При этом, дойдя до банкротства, совершив реструктуризацию и финансирование, я попадаю под риски, которые сейчас коллега озвучивал: «Возрождение» выгасил 126. Поэтому мы нуждаемся в эффективных процедурах реабилитации. Второй момент — это сложный долгий дефолт.
Мы понимаем, что если слово «банкротство» прозвучало, то, скорее всего, это будет побег волка за лисой. То есть оба, и кредитор, и должник, в итоге окажутся не самыми хорошими ребятами, Сбербанк в какой-то степени не зря подвергают критике. Второй метафорой к этой истории я хотел бы привести иллюстрацию Гюстава Доре к комедии Данте. Кто здесь дьявол? Над этим вопросом стоит еще подумать.
Как жить в этой истории? Мы считаем, что очень важно работать над изменением банкротного законодательства в ключе выбора стратегии в начале пути. Мы хотим понимать, может ли должник справиться со своими сложностями и через реабилитационные процедуры очиститься от долгов или не может, и тогда он должен умереть быстро, чтобы мы могли заниматься развитием других клиентов.
Презумпция дефолта — это стимул должнику быть открытым. Чтобы он приходил и показывал суду, основным кредиторам, что я здесь, что сложности следующие, я выхожу. Если он этого сделать не может, то работает сценарий по дефолту. Иллюстрацией к этому может быть сюжет из комедии про чистилище.

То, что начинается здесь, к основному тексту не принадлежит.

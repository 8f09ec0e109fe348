use std::process::Command;

fn main() {
    // Set build-time environment variables
    set_build_info();

    println!("cargo:rerun-if-changed=build.rs");
    println!("cargo:rerun-if-changed=Cargo.toml");
}

fn set_build_info() {
    let build_time = chrono::Utc::now().format("%Y-%m-%d %H:%M:%S UTC");
    println!("cargo:rustc-env=BUILD_TIME={}", build_time);

    // Git metadata is optional; release tarballs have no repository
    let commit = Command::new("git")
        .args(["rev-parse", "--short", "HEAD"])
        .output()
        .ok()
        .filter(|output| output.status.success())
        .map(|output| String::from_utf8_lossy(&output.stdout).trim().to_string())
        .unwrap_or_else(|| "unknown".to_string());
    println!("cargo:rustc-env=GIT_COMMIT={}", commit);
}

Про длительность дефолта всем известно. Все понимают и знают, как долго и в каких процедурах мы сидим. Радикальными способами сокращения сроков процедур мы видим отмену процедур наблюдения, потому что ее результативность под большим сомнением, а также сокращение количества торгов. Сейчас во втором чтении рассматривается законопроект о внесении изменений в банкротное законодательство, и мы на него очень позитивно смотрим. Потому что он начинает делать акцент на реабилитацию.
Что вводится нового? Этим законопроектом вводится понятие «Отчет о финансовом состоянии». Термин не новый, но появляется его временной промежуток. Для нас сомнительно, что должник сам должен его составлять, и у него нет презумпции того, что бизнес можно восстановить.

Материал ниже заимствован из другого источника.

// Copyright (c) 2025 Dimitris Kafetzis
//
// Licensed under the MIT License.
// See LICENSE file in the project root for full license information.
//
// SPDX-License-Identifier: MIT

//! Deferred tensor reads.
//!
//! A [`LazyTensor`] is bound at load time to an immutable
//! `(reader, absolute offset, shape, dtype)` tuple and holds no tensor
//! bytes until it is realized. Realization reads the range once and caches
//! the result; clones share the cache, so realizing any clone again never
//! touches the reader.
//!
//! ```text
//!   load() ──► LazyTensor { Unrealized } ──realize()──► Tensor
//!                     │                                   ▲
//!                     └──── cached, later realize() ──────┘
//! ```

use crate::stream::Reader;
use crate::FormatError;
use rayon::prelude::*;
use std::io;
use std::sync::{Arc, Mutex, PoisonError};
use tensor_core::{DType, Shape, Tensor};

struct Inner {
    source: Arc<dyn Reader>,
    offset: u64,
    shape: Shape,
    dtype: DType,
    realized: Mutex<Option<Tensor>>,
}

/// A tensor whose bytes are read from a stream on first demand.
///
/// Cheap to clone and safe to realize from any thread. The reader must stay
/// open and unmodified for as long as any unrealized clone is alive.
#[derive(Clone)]
pub struct LazyTensor {
    inner: Arc<Inner>,
}

impl LazyTensor {
    /// Binds a handle to `shape`/`dtype` bytes at absolute `offset` in `source`.
    ///
    /// Nothing is read here.
    pub fn new(source: Arc<dyn Reader>, offset: u64, shape: Shape, dtype: DType) -> Self {
        Self {
            inner: Arc::new(Inner {
                source,
                offset,
                shape,
                dtype,
                realized: Mutex::new(None),
            }),
        }
    }

    /// Returns the tensor's shape.
    pub fn shape(&self) -> &Shape {
        &self.inner.shape
    }

    /// Returns the tensor's data type.
    pub fn dtype(&self) -> DType {
        self.inner.dtype
    }

    /// Returns the absolute byte offset of the tensor in its stream.
    pub fn offset(&self) -> u64 {
        self.inner.offset
    }

    /// Returns the tensor's size in bytes.
    pub fn size_bytes(&self) -> usize {
        self.inner.shape.size_bytes(self.inner.dtype)
    }

    /// Returns the diagnostic label of the bound stream.
    pub fn source_label(&self) -> String {
        self.inner.source.label()
    }

    /// Returns `true` once the bytes have been read.
    pub fn is_realized(&self) -> bool {
        self.lock().is_some()
    }

    /// Reads the tensor bytes, or returns the cached tensor.
    ///
    /// Concurrent callers on the same handle are serialized; the stream is
    /// read at most once per successful realization.
    pub fn realize(&self) -> Result<Tensor, FormatError> {
        let mut realized = self.lock();
        if let Some(tensor) = realized.as_ref() {
            return Ok(tensor.clone());
        }

        let io_err = |e: io::Error| FormatError::io(self.inner.source.label(), e);
        let size = self.checked_size().ok_or_else(|| {
            io_err(io::Error::new(
                io::ErrorKind::InvalidData,
                format!("{} {} tensor overflows", self.inner.shape, self.inner.dtype),
            ))
        })?;

        // The stream must hold the whole range before anything is allocated.
        let stream_len = self.inner.source.stream_len().map_err(io_err)?;
        let fits = self
            .inner
            .offset
            .checked_add(size as u64)
            .is_some_and(|end| end <= stream_len);
        if !fits {
            return Err(io_err(io::Error::new(
                io::ErrorKind::UnexpectedEof,
                format!(
                    "read of {size} bytes at offset {} exceeds stream length {stream_len}",
                    self.inner.offset
                ),
            )));
        }

        let mut buf = vec![0u8; size];
        self.inner
            .source
            .read_at(&mut buf, self.inner.offset)
            .map_err(io_err)?;
        tracing::trace!(
            "realized {} {} tensor at offset {} of '{}'",
            self.inner.shape,
            self.inner.dtype,
            self.inner.offset,
            self.inner.source.label(),
        );

        let tensor = Tensor::from_bytes(self.inner.shape.clone(), self.inner.dtype, buf)?;
        *realized = Some(tensor.clone());
        Ok(tensor)
    }

    fn checked_size(&self) -> Option<usize> {
        self.inner
            .shape
            .checked_num_elements()?
            .checked_mul(self.inner.dtype.size_bytes())
    }

    fn lock(&self) -> std::sync::MutexGuard<'_, Option<Tensor>> {
        // A panic mid-read leaves `None` behind, which is still consistent.
        self.inner
            .realized
            .lock()
            .unwrap_or_else(PoisonError::into_inner)
    }
}

impl std::fmt::Debug for LazyTensor {
    fn fmt(&self, f: &mut std::fmt::Formatter<'_>) -> std::fmt::Result {
        f.debug_struct("LazyTensor")
            .field("source", &self.inner.source.label())
            .field("offset", &self.inner.offset)
            .field("shape", &self.inner.shape)
            .field("dtype", &self.inner.dtype)
            .field("realized", &self.is_realized())
            .finish()
    }
}

/// Realizes a batch of handles in parallel, preserving order.
///
/// Fails with the first error encountered; handles realized before the
/// failure keep their cached bytes.
pub fn realize_all<'a, I>(handles: I) -> Result<Vec<Tensor>, FormatError>
where
    I: IntoIterator<Item = &'a LazyTensor>,
{
    let handles: Vec<&LazyTensor> = handles.into_iter().collect();
    handles.into_par_iter().map(LazyTensor::realize).collect()
}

Новая процедура, которая вводится в начале банкротных историй, — реструктуризация долгов. В законопроекте она предусматривает широкий перечень возможности контроля над бизнесом со стороны кредиторов, например, два директора, регулярная и оперативная отчетность.
Реструктуризация долгов решает проблему во «внешке», когда срок «внешки» 18+6, а для каких-то серьезных проектов, инвест-кредитов, это ничтожный срок, и нам нужна дистанция, если бизнес способен. Например, построился завод, а на следующий день упал из-за того, что ему кто-то обороты не дал. Банкротить его — это путь больших убытков, а раскачать его на какой-то дистанции, типа 8 лет, — это вполне разумная история.
Про кредитора можно сказать, что мы за презумпцию невиновности, и аффилированность нужно доказывать. Как в том примере, если ты преследовал цель только увести вашего клиента от банкротства, то было много способов, которые позволили бы это сделать не через покупку требований.
К чему это может привести? К иллюстрации опять же из «Божественной комедии». Мы долго и упорно боремся, пытаемся из процедуры выйти, а в это время продолжаются арендные истории. Если процедура реструктуризации долгов была неэффективна, или мы увидели какие-то недобросовестные действия должника, то нет механизма, чтобы сразу же уйти в дефолт.
Скорее, в текущей версии закона мы получаем истории, когда процедура реструктуризации прекращается, и дальше нужно подавать заявление и уходить через все оставшиеся пять процедур, которые возможны. В качестве резюме хочу сказать, что мы как добросовестный большой суперкредитор хотим сделать процедуру банкротства максимально цивилизованной.
_
Другие спикеры конференции «Банкротство-2018»:
Наталья Шатихина, доцент СПбГУ, управляющий партнер CLC, сомодератор конференции
Вадим Яловицкий, советник Pen&Paper
Иван Яковенко, арбитражный управляющий
Сергей Высоцких, адвокат «S&K Вертикаль»
Ольга Береза, старший юрист «Григорьев и партнеры»
Руслан Мухамметшин, руководитель департамента консалтинга и оценки «Прайм Эдвайс»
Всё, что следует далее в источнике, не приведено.